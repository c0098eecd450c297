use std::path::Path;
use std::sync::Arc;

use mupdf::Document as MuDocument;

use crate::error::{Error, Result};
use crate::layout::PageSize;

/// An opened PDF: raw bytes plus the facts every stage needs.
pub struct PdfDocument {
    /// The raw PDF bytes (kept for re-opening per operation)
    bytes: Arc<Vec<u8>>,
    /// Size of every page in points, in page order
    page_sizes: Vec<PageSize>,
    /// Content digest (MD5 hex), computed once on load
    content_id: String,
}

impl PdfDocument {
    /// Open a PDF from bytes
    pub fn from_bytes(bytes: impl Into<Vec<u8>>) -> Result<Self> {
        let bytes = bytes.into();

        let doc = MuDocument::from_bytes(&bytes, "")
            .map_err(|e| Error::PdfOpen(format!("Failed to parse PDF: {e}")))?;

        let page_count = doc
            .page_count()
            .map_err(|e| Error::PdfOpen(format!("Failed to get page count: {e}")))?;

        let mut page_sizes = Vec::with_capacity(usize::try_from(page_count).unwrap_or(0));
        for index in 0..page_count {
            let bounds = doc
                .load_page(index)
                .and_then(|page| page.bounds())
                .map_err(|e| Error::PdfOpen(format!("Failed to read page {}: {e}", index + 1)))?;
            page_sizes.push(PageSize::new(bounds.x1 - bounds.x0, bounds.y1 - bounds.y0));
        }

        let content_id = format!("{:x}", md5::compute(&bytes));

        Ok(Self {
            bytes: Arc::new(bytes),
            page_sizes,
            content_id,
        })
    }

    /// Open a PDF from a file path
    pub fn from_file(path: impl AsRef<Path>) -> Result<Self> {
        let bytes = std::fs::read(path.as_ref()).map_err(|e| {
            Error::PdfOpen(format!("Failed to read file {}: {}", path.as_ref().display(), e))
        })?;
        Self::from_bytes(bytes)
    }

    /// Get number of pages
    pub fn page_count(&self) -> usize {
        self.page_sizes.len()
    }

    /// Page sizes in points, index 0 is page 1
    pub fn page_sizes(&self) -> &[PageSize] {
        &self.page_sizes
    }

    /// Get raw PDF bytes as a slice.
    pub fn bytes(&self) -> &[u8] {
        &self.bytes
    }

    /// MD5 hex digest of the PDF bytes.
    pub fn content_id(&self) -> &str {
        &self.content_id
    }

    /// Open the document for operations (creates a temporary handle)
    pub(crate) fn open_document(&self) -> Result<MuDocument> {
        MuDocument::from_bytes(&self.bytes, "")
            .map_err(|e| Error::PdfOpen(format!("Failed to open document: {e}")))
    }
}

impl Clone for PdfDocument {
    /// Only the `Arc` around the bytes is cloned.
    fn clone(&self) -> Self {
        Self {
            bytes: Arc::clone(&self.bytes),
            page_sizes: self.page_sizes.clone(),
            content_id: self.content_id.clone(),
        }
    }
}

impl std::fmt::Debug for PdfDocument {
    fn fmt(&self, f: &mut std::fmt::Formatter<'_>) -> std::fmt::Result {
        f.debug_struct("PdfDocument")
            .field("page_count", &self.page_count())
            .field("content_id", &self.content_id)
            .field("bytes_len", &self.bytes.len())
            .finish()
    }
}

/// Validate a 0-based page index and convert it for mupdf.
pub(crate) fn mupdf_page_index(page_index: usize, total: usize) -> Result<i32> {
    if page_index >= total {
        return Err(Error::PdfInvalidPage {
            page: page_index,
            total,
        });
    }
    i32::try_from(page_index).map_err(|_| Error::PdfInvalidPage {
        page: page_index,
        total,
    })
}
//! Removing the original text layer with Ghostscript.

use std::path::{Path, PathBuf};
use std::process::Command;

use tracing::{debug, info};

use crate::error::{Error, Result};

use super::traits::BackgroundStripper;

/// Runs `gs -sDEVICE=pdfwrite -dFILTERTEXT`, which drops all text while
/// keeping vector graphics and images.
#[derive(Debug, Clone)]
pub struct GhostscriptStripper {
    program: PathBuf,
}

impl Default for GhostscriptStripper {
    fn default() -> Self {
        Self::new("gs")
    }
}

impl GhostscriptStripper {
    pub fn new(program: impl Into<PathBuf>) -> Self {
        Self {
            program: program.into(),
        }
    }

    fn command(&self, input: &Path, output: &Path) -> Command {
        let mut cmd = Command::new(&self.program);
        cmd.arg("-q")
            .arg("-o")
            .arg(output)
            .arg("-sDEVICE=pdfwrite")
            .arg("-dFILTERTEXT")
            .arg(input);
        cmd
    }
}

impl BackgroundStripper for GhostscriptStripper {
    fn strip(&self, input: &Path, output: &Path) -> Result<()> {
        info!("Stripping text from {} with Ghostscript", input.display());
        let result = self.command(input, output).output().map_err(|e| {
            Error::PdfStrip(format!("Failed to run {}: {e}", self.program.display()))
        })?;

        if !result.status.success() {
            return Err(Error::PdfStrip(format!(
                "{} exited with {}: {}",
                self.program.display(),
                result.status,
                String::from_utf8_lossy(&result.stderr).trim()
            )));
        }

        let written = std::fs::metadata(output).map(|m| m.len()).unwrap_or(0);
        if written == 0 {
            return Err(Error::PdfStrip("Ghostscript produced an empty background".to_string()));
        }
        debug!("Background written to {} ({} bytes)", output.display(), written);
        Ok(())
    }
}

________________________________________

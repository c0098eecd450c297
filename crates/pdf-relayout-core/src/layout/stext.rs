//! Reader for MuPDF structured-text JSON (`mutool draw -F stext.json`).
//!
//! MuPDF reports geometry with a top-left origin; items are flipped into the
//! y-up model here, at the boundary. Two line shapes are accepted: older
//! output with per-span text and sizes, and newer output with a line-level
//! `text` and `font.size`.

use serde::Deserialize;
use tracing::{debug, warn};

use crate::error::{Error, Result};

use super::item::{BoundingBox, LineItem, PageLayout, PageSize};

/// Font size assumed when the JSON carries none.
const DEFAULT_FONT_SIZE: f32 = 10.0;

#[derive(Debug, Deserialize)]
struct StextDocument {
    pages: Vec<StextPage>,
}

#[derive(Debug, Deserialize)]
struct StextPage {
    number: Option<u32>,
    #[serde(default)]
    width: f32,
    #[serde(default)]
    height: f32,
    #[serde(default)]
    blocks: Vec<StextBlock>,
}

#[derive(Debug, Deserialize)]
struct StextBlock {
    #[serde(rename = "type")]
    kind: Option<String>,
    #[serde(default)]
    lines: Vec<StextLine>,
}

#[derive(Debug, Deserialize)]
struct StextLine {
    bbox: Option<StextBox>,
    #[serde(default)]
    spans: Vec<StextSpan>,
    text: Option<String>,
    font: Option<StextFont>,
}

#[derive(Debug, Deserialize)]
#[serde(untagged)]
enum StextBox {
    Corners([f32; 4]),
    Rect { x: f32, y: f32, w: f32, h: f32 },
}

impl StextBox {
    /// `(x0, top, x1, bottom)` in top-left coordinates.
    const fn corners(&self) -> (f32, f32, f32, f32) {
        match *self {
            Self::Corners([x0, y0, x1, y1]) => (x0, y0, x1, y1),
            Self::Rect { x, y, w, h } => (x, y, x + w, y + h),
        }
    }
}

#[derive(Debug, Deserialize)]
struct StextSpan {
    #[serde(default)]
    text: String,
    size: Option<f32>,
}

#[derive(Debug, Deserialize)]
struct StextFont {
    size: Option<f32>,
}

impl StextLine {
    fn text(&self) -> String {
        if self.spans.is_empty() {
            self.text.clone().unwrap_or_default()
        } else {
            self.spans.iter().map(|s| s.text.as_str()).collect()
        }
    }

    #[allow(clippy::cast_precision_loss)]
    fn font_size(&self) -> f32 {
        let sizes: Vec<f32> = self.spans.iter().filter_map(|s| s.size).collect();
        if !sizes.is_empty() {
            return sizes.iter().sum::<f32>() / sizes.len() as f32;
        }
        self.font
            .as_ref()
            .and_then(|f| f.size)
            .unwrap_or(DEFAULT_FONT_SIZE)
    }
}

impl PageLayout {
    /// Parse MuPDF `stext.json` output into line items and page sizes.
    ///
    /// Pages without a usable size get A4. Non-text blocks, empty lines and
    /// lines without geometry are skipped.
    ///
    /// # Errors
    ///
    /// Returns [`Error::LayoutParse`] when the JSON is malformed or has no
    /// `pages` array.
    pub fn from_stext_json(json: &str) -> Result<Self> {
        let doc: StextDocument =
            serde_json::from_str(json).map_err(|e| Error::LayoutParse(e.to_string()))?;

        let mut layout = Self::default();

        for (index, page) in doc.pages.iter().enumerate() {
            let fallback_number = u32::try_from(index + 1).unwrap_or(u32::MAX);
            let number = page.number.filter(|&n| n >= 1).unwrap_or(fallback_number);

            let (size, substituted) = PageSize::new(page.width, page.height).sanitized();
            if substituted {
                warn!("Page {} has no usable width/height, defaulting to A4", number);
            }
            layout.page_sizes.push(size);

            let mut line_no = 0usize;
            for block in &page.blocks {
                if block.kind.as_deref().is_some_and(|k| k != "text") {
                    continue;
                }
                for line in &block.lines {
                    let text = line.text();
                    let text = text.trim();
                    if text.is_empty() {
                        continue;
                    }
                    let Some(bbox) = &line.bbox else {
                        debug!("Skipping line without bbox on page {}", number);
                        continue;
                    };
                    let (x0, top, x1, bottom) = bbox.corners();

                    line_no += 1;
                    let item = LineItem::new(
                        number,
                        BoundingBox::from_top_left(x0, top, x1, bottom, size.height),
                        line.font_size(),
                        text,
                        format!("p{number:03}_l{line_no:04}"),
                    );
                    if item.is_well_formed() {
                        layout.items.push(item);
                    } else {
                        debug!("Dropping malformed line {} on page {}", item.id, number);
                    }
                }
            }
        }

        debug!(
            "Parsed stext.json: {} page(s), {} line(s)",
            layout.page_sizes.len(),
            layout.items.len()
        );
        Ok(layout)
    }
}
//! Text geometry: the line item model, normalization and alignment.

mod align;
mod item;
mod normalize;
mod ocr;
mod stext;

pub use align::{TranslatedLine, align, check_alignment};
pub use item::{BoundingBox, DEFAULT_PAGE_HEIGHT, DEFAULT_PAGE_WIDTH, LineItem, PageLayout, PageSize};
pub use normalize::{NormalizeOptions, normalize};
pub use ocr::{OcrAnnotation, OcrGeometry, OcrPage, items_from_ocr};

________________________________________

How to complete this task:
Read through the material above, and whenever a line contains "normalize", copy it.

Result of this task:
mod normalize;
pub use normalize::{NormalizeOptions, normalize};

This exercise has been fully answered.